Of course, if anyone does know the answer, could one be so kind as to explain? My friend proposed 99% confident within 1% of 1:1. When I attempted to lay out the possible outcomes, it seemed as though we approached a limit of 2% confident of being within 1% of 1:1 as number of flips approached infinity. Like said, though, we really don't know stats and probability formally, so I was hoping to get some advice and knowledge from those that do.

Thanks so much!

#### hlsmith

##### Omega Contributor
Given you have a fair coin, probability of H or T is 50%. You will see the probability equal closer to. 50 as the number of clips increase (law of big numbers) . The key to solving this problem is to look at the binomial distribution with a probability of success equals 0.50 and failure 0.50. The should be many calculators to examinne when the probability should convert to 0.5. You can also add cofindence interval (99% CI). There is a formula to do all of but I would start off by playing around with an online calculator or you can try to use MS Excel, which most people have access to. Let us know how you are proceeding, since we are happy to help.

#### Phi618

##### New Member
Thank you for your quick response! Sorry I was a bit slow in replying, but I'm still a bit confused. After reading an overview of binomial distributions, I found a few formulas (and I hope I've used them correctly).

(p^k)(1-p)^(n-k)

n!/[k!(n-k)!]

n = number of events (such as flips of a coin)
k = number of desired outcomes (such as 'heads')
p = probability

The bit I read said the first expression is the probability of each outcome. This makes sense to me. In the case of flipping a fair coin, if we flip 4 times, we get the same result as the reciprocal of 2^4, or 0.0625. Because there are 2^4 possible outcomes, correct?

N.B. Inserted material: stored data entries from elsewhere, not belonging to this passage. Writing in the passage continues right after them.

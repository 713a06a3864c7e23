//! Version tracker: the last reconciliation point.

use crate::backend::MetadataStore;
use crate::error::StoreResult;
use tasksync_model::{now_millis, Timestamp};

/// Metadata key holding the last synced version.
pub const LAST_VERSION_KEY: &str = "sync.last_version";
/// Metadata key holding the last synced time (epoch milliseconds).
pub const LAST_SYNCED_AT_KEY: &str = "sync.last_synced_at";

/// The two tracker scalars, read together.
#[derive(Debug, Clone, Copy, PartialEq, Eq, Default)]
pub struct SyncMarker {
    /// Version of the snapshot at the last successful sync (0 = never).
    pub last_version: u64,
    /// Wall time of the last successful sync (0 = never).
    pub last_synced_at: Timestamp,
}

impl SyncMarker {
    /// Creates a marker.
    pub fn new(last_version: u64, last_synced_at: Timestamp) -> Self {
        Self {
            last_version,
            last_synced_at,
        }
    }

    /// A marker for a device that never synced.
    pub fn never() -> Self {
        Self::default()
    }
}

/// Persists the last synced version and time.
///
/// Both values are written in one atomic metadata update. Reads never fail:
/// a missing, unreadable or corrupted value reads as 0 ("never synced").
pub struct VersionTracker {
    store: Box<dyn MetadataStore>,
}

impl VersionTracker {
    /// Creates a tracker on top of a metadata store.
    pub fn new(store: impl MetadataStore + 'static) -> Self {
        Self {
            store: Box::new(store),
        }
    }

    /// Records a successful sync at the current time.
    ///
    /// # Errors
    ///
    /// Returns an error if the metadata store rejects the write.
    pub fn record_sync(&self, version: u64) -> StoreResult<()> {
        self.record_sync_at(version, now_millis())
    }

    /// Records a successful sync at the given time.
    ///
    /// # Errors
    ///
    /// Returns an error if the metadata store rejects the write.
    pub fn record_sync_at(&self, version: u64, at: Timestamp) -> StoreResult<()> {
        self.store.set_many(&[
            (LAST_VERSION_KEY, version.to_string()),
            (LAST_SYNCED_AT_KEY, at.to_string()),
        ])?;
        tracing::debug!(version, at, "recorded sync point");
        Ok(())
    }

    /// The last synced version, or 0.
    pub fn last_version(&self) -> u64 {
        self.read_version().unwrap_or(Some(0)).unwrap_or(0)
    }

    /// The last synced time, or 0.
    pub fn last_synced_at(&self) -> Timestamp {
        self.read_synced_at().unwrap_or(Some(0)).unwrap_or(0)
    }

    /// Both values.
    ///
    /// A missing value reads as 0. If either value is present but corrupted,
    /// the whole marker reads as [`SyncMarker::never`].
    pub fn marker(&self) -> SyncMarker {
        match (self.read_version(), self.read_synced_at()) {
            (Some(version), Some(at)) => SyncMarker::new(version.unwrap_or(0), at.unwrap_or(0)),
            _ => {
                tracing::warn!("corrupted sync bookkeeping, treating as never synced");
                SyncMarker::never()
            }
        }
    }

    /// Forgets the sync point.
    ///
    /// # Errors
    ///
    /// Returns an error if the metadata store rejects the write.
    pub fn reset(&self) -> StoreResult<()> {
        self.store.remove_many(&[LAST_VERSION_KEY, LAST_SYNCED_AT_KEY])
    }

    /// `None` when corrupted, `Some(None)` when absent.
    fn read_version(&self) -> Option<Option<u64>> {
        match self.read_scalar(LAST_VERSION_KEY) {
            Some(raw) => raw.trim().parse::<u64>().ok().map(Some),
            None => Some(None),
        }
    }

    fn read_synced_at(&self) -> Option<Option<Timestamp>> {
        match self.read_scalar(LAST_SYNCED_AT_KEY) {
            Some(raw) => raw
                .trim()
                .parse::<Timestamp>()
                .ok()
                .filter(|at| *at >= 0)
                .map(Some),
            None => Some(None),
        }
    }

    fn read_scalar(&self, key: &str) -> Option<String> {
        match self.store.get(key) {
            Ok(value) => value,
            Err(e) => {
                tracing::warn!(key, error = %e, "unreadable sync bookkeeping, treating as never synced");
                None
            }
        }
    }
}

impl std::fmt::Debug for VersionTracker {
    fn fmt(&self, f: &mut std::fmt::Formatter<'_>) -> std::fmt::Result {
        f.debug_struct("VersionTracker")
            .field("marker", &self.marker())
            .finish()
    }
}
//! Classify and sync command implementations.

use crate::config::Settings;
use crate::workspace::Workspace;
use tasksync_engine::{CycleReport, RemoteTransport};

/// Runs the classify command: fetches the remote and prints the action a
/// cycle would take, without applying it.
pub fn classify(workspace: &Workspace, settings: &Settings) -> Result<(), Box<dyn std::error::Error>> {
    let orchestrator = workspace.orchestrator(settings)?;
    let marker = orchestrator.tracker().marker();
    let action = orchestrator.preview()?;

    println!("Backend:   {}", orchestrator.transport().kind());
    println!(
        "Tracker:   version {}, synced at {}",
        marker.last_version, marker.last_synced_at
    );
    println!("Action:    {action}");
    Ok(())
}

/// Runs the sync command: one full cycle.
pub fn run(workspace: &Workspace, settings: &Settings) -> Result<(), Box<dyn std::error::Error>> {
    let orchestrator = workspace.orchestrator(settings)?;
    match orchestrator.sync_now() {
        Ok(Some(report)) => {
            print!("{}", describe(&report));
            Ok(())
        }
        Ok(None) => Err("another sync cycle is running".into()),
        Err(e) => {
            tracing::error!(error = %e, retryable = e.is_retryable(), "sync failed");
            Err(e.into())
        }
    }
}

/// Human-readable cycle summary.
pub fn describe(report: &CycleReport) -> String {
    let mut out = format!("Action:    {}\n", report.action);
    if let Some(version) = report.pushed_version {
        out.push_str(&format!("Pushed:    version {version}\n"));
    }
    if let Some(info) = &report.merge_info {
        out.push_str(&format!("Merged:    {}\n", info.summary()));
    }
    if !report.committed {
        out.push_str("Note:      result not applied locally; run sync again\n");
    }
    out
}

#[cfg(test)]
mod tests {
    use super::*;
    use tasksync_engine::{MergeInfo, SyncAction, Trigger};

    #[test]
    fn describe_merge() {
        let report = CycleReport {
            trigger: Trigger::Manual,
            action: SyncAction::Merge,
            pushed_version: Some(5),
            merge_info: Some(MergeInfo {
                tasks_added: vec!["t1".into()],
                ..MergeInfo::default()
            }),
            committed: true,
        };
        let text = describe(&report);
        assert!(text.contains("Action:    merge"));
        assert!(text.contains("Pushed:    version 5"));
        assert!(text.contains("Merged:"));
        assert!(!text.contains("Note"));
    }

    #[test]
    fn describe_uncommitted() {
        let report = CycleReport {
            trigger: Trigger::Timer,
            action: SyncAction::TakeRemote,
            pushed_version: None,
            merge_info: None,
            committed: false,
        };
        assert!(describe(&report).contains("run sync again"));
    }
}
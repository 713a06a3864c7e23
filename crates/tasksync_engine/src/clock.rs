//! Wall-clock source for the orchestrator.
//!
//! Debounce deadlines, `lastModified` stamps and tracker times all come from
//! one [`Clock`] so tests can drive time explicitly.

use std::sync::atomic::{AtomicI64, Ordering};
use tasksync_model::Timestamp;

/// A source of epoch-millisecond timestamps.
pub trait Clock: Send + Sync {
    /// Current time in milliseconds since the Unix epoch.
    fn now_millis(&self) -> Timestamp;
}

/// The system wall clock.
#[derive(Debug, Default, Clone, Copy)]
pub struct SystemClock;

impl Clock for SystemClock {
    fn now_millis(&self) -> Timestamp {
        tasksync_model::now_millis()
    }
}

/// A manually advanced clock for tests.
#[derive(Debug, Default)]
pub struct ManualClock {
    now: AtomicI64,
}

impl ManualClock {
    /// Creates a clock reading `start`.
    pub fn new(start: Timestamp) -> Self {
        Self {
            now: AtomicI64::new(start),
        }
    }

    /// Sets the current time.
    pub fn set(&self, now: Timestamp) {
        self.now.store(now, Ordering::SeqCst);
    }

    /// Moves the clock forward by `millis`.
    pub fn advance(&self, millis: i64) {
        self.now.fetch_add(millis, Ordering::SeqCst);
    }
}

impl Clock for ManualClock {
    fn now_millis(&self) -> Timestamp {
        self.now.load(Ordering::SeqCst)
    }
}

impl<C: Clock + ?Sized> Clock for std::sync::Arc<C> {
    fn now_millis(&self) -> Timestamp {
        (**self).now_millis()
    }
}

It said the second expression is the total number of possible desired outcomes. Going back to the example of 4 coin flips, when I am looking for 2 heads, the expression results in 6. In other words, out of 16 possible outcomes from flipping a fair coin four times, 6 of those outcomes have exactly two heads (and therefore two tails), correct?

Finally, it said the product of the first and second expressions is the probability of k out of n ways. This makes sense to me, if I have understood the above. Back to the example of four flips, 6 * 0.0625 = 0.375... this means that if I flip a fair coin four times, I am 37.5% likely to get a head:tail ratio of 1:1, correct?

Please do correct me on any of the above if I am misunderstanding or (unknowingly) misrepresenting what these expressions mean or imply.

Now, the reason I am confused is when I increase the number of flips and still am only looking for a ratio of 1:1, it seems that I get less likely to see that over time. In fact, only with either one or two flips do I get a probability of 50% heads. After that, with each successive flip it seems that the product of the first and second expressions I posted only gets smaller and smaller. This is why I believe I must still not be getting exactly what I'm looking at, if, as you said, the probability will approach 0.5 as the number of flips increase.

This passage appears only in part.